Problem statement: Look through the data below and work out how many lines contain the string "Result". Give the number alone.

Information given:
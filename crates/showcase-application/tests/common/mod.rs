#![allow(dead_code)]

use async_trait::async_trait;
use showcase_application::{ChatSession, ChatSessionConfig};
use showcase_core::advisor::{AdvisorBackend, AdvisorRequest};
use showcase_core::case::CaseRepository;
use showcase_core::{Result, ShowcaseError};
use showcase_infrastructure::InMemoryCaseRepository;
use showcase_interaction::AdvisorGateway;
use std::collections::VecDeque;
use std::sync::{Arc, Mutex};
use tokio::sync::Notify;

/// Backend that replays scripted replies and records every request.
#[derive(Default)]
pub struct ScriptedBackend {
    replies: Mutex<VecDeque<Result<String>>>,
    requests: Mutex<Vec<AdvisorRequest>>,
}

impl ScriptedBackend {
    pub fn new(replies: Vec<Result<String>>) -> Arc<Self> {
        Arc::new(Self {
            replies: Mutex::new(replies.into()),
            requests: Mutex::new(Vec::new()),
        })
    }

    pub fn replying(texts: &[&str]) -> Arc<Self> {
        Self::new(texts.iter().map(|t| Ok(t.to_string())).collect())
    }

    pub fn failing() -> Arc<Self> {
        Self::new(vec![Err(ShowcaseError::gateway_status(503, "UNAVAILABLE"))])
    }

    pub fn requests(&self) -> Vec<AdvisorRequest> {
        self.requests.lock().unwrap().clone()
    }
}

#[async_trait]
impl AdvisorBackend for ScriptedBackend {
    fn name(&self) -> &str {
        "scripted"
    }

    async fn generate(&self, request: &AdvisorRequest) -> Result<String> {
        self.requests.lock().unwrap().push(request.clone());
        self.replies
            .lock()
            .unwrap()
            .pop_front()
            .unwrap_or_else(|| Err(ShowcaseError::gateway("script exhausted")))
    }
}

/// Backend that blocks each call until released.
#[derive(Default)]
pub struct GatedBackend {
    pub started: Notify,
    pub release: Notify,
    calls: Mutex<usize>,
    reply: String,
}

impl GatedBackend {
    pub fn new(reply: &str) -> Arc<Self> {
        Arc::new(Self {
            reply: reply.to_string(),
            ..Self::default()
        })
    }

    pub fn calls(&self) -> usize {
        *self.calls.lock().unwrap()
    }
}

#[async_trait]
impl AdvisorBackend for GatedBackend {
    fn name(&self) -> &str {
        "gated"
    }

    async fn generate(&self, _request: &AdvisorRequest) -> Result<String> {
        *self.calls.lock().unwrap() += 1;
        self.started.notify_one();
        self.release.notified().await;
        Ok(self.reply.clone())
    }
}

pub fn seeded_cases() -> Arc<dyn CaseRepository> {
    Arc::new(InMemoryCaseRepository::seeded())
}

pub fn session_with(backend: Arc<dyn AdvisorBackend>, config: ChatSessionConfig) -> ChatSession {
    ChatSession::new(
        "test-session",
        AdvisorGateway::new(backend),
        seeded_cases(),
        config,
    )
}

Task output: 5